Google has made a tonne of announcements at Google I/O, ranging from Android Q advancements to unveiling of new hardware. Two particularly interesting announcements that will play a huge role in enhancing accessibility associated with mobile technology were Live Relay and Project Euphonia. The Live Relay feature is targeted at those with hearing difficulties, and will allow them to have a regular phone call by live transcribing the audio from the other end, and then converting the text-based response into audio signals. Project Euphonia, on the other hand, is for people with speech difficulties resulting from ALS or other degenerative ailments.
Starting with Live Relay, it is a research project which aims to make it easier for people affected by hearing difficulties to have a regular conversation over a phone call. Live Relay first transcribes whatever the person on the other end has said by using speech recognition algorithms. Once the voice transcript appears on the screen, users can send a response presented to them using Smart Reply and Smart Compose, or even type a custom reply, which is then converted into audio and relayed to the person on the other end of the call.
The whole premise is to let users with hearing issues have a regular phone call without their difficulties coming into the way. It can also be helpful for regular folks who don't want to talk on the phone at a particular time or place, but still want to send a response. Live Relay's entire mechanism is performed locally without any data requirement and can also be used to conduct a phone call even if the person on the other side is using a landline phone.
Google is working to make Live Relay even more productive by adding real-time translation to the mix. But the promising technology is still in the research phase and there is no word from Google as to when it will be made widely available.

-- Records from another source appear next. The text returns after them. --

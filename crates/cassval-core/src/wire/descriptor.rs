use crate::{
    cass_type::{CassType, DataTypeHandle},
    config::CodecConfig,
    error::MalformedValueError,
};
use cassval_primitives::ValueKind;

///
/// TypeOption
///
/// Native protocol `[option]` type descriptor as found in result metadata.
/// Custom types keep their Java class name; UDTs keep their keyspace, name
/// and field names alongside the positional field types.
///

#[derive(Clone, Debug, Eq, PartialEq)]
pub struct TypeOption {
    kind: ValueKind,
    subtypes: Vec<Self>,
    class_name: Option<String>,
    udt: Option<UdtName>,
}

///
/// UdtName
///

#[derive(Clone, Debug, Eq, PartialEq)]
pub struct UdtName {
    pub keyspace: String,
    pub name: String,
    pub fields: Vec<String>,
}

impl TypeOption {
    /// Parse one option from the front of `buf`, advancing it. Nesting is
    /// capped at `CodecConfig::DEFAULT_MAX_DEPTH`.
    pub fn read(buf: &mut &[u8]) -> Result<Self, MalformedValueError> {
        Self::read_at(buf, 0)
    }

    fn read_at(buf: &mut &[u8], depth: usize) -> Result<Self, MalformedValueError> {
        if depth > CodecConfig::DEFAULT_MAX_DEPTH {
            return Err(MalformedValueError::TooDeep {
                what: "type option",
                max: CodecConfig::DEFAULT_MAX_DEPTH,
            });
        }

        let code = read_u16(buf)?;
        let kind = ValueKind::from_code(code).ok_or_else(|| {
            MalformedValueError::out_of_range("type option", format!("unknown id {code:#06x}"))
        })?;

        let mut option = Self {
            kind,
            subtypes: Vec::new(),
            class_name: None,
            udt: None,
        };

        match kind {
            ValueKind::Custom => option.class_name = Some(read_string(buf)?),
            ValueKind::List | ValueKind::Set => option.subtypes.push(Self::read_at(buf, depth + 1)?),
            ValueKind::Map => {
                option.subtypes.push(Self::read_at(buf, depth + 1)?);
                option.subtypes.push(Self::read_at(buf, depth + 1)?);
            }
            ValueKind::Tuple => {
                let n = read_u16(buf)?;
                for _ in 0..n {
                    option.subtypes.push(Self::read_at(buf, depth + 1)?);
                }
            }
            ValueKind::Udt => {
                let keyspace = read_string(buf)?;
                let name = read_string(buf)?;
                let n = read_u16(buf)?;
                let mut fields = Vec::with_capacity(usize::from(n));
                for _ in 0..n {
                    fields.push(read_string(buf)?);
                    option.subtypes.push(Self::read_at(buf, depth + 1)?);
                }
                option.udt = Some(UdtName {
                    keyspace,
                    name,
                    fields,
                });
            }
            _ => {}
        }

        Ok(option)
    }

    /// Parse a complete option; trailing bytes are an error.
    pub fn from_bytes(mut bytes: &[u8]) -> Result<Self, MalformedValueError> {
        let option = Self::read(&mut bytes)?;
        if !bytes.is_empty() {
            return Err(MalformedValueError::TrailingBytes {
                what: "type option",
                len: bytes.len(),
            });
        }

        Ok(option)
    }

    /// Option for a descriptor. UDT and custom names are not recoverable
    /// from a `CassType` and are written empty.
    #[must_use]
    pub fn from_cass_type(ty: &CassType) -> Self {
        let udt = (ty.primary() == ValueKind::Udt).then(|| UdtName {
            keyspace: String::new(),
            name: String::new(),
            fields: vec![String::new(); ty.subtypes().len()],
        });

        Self {
            kind: ty.primary(),
            subtypes: ty.subtypes().iter().map(Self::from_cass_type).collect(),
            class_name: (ty.primary() == ValueKind::Custom).then(String::new),
            udt,
        }
    }

    /// Append the encoded option. Counts and strings that do not fit the
    /// protocol's u16 fields are an error.
    pub fn write(&self, out: &mut Vec<u8>) -> Result<(), MalformedValueError> {
        out.extend_from_slice(&self.kind.code().to_be_bytes());

        match self.kind {
            ValueKind::Custom => write_string(out, self.class_name.as_deref().unwrap_or_default())?,
            ValueKind::List | ValueKind::Set | ValueKind::Map => {
                for sub in &self.subtypes {
                    sub.write(out)?;
                }
            }
            ValueKind::Tuple => {
                write_u16(out, self.subtypes.len())?;
                for sub in &self.subtypes {
                    sub.write(out)?;
                }
            }
            ValueKind::Udt => {
                let (keyspace, name, fields) = match &self.udt {
                    Some(udt) => (udt.keyspace.as_str(), udt.name.as_str(), udt.fields.as_slice()),
                    None => ("", "", &[][..]),
                };
                write_string(out, keyspace)?;
                write_string(out, name)?;
                write_u16(out, self.subtypes.len())?;
                for (i, sub) in self.subtypes.iter().enumerate() {
                    write_string(out, fields.get(i).map_or("", String::as_str))?;
                    sub.write(out)?;
                }
            }
            _ => {}
        }

        Ok(())
    }

    #[must_use]
    pub const fn kind(&self) -> ValueKind {
        self.kind
    }

    #[must_use]
    pub fn class_name(&self) -> Option<&str> {
        self.class_name.as_deref()
    }

    #[must_use]
    pub const fn udt(&self) -> Option<&UdtName> {
        self.udt.as_ref()
    }

    #[must_use]
    pub fn to_cass_type(&self) -> CassType {
        CassType::from_wire_descriptor(self)
    }
}

impl DataTypeHandle for TypeOption {
    fn value_kind(&self) -> ValueKind {
        self.kind
    }

    fn sub_type_count(&self) -> usize {
        self.subtypes.len()
    }

    fn sub_type(&self, index: usize) -> Option<&Self> {
        self.subtypes.get(index)
    }
}

fn read_u16(buf: &mut &[u8]) -> Result<u16, MalformedValueError> {
    let slice: &[u8] = *buf;
    let (head, rest) = slice
        .split_first_chunk::<2>()
        .ok_or(MalformedValueError::Truncated {
            what: "type option",
        })?;
    *buf = rest;

    Ok(u16::from_be_bytes(*head))
}

fn read_string(buf: &mut &[u8]) -> Result<String, MalformedValueError> {
    let len = usize::from(read_u16(buf)?);
    let slice: &[u8] = *buf;
    if slice.len() < len {
        return Err(MalformedValueError::Truncated {
            what: "type option",
        });
    }
    let (s, rest) = slice.split_at(len);
    *buf = rest;

    String::from_utf8(s.to_vec())
        .map_err(|_| MalformedValueError::literal("type option", String::from_utf8_lossy(s)))
}

fn write_u16(out: &mut Vec<u8>, n: usize) -> Result<(), MalformedValueError> {
    let n = u16::try_from(n).map_err(|_| {
        MalformedValueError::out_of_range("type option", format!("{n} does not fit a u16 field"))
    })?;
    out.extend_from_slice(&n.to_be_bytes());

    Ok(())
}

fn write_string(out: &mut Vec<u8>, s: &str) -> Result<(), MalformedValueError> {
    write_u16(out, s.len())?;
    out.extend_from_slice(s.as_bytes());

    Ok(())
}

Project Euphonia is the second accessibility-focused initiative announced by Google that is being developed for folks with difficulty speaking, possibly caused by neuro-degenerative ailments like ALS or Parkinson's. Since voice-assisted services like Google Assistant are trained on models with regular voice samples, they may not be particularly useful for folks with speech impairment.
Google, in collaboration with ALS Therapy Development Institute (ALS TDI) and ALS Residence Initiative (ALSRI), is working to overcome that issue by training its AI algorithm using speech samples from folks with speech issues, so that their voice can be easily recognised and processed. Aside from improving the speech recognition capabilities, Google is also working on training the AI algorithm to detect sound and gestures so that it can convert them into executable commands for devices like the Google Home smart speaker.
Google is working to collect voice samples from people with a wider range of speech impairment related issues to improve its AI algorithm, and is also accepting voice samples from volunteers affected by a wider range of such speech issues to broaden the research.
At the company's annual developer conference, Google also talked about the Live Transcribe and Sound Amplifier apps, both of which were announced earlier this year, and are aimed at folks with hearing difficulties. As for their functionality, the Live Transcribe app serves as a transcription tool for people with severe hearing difficulties, while the Sound Amplifier app enhances the volume and clarity of sound for people suffering from partial hearing difficulties.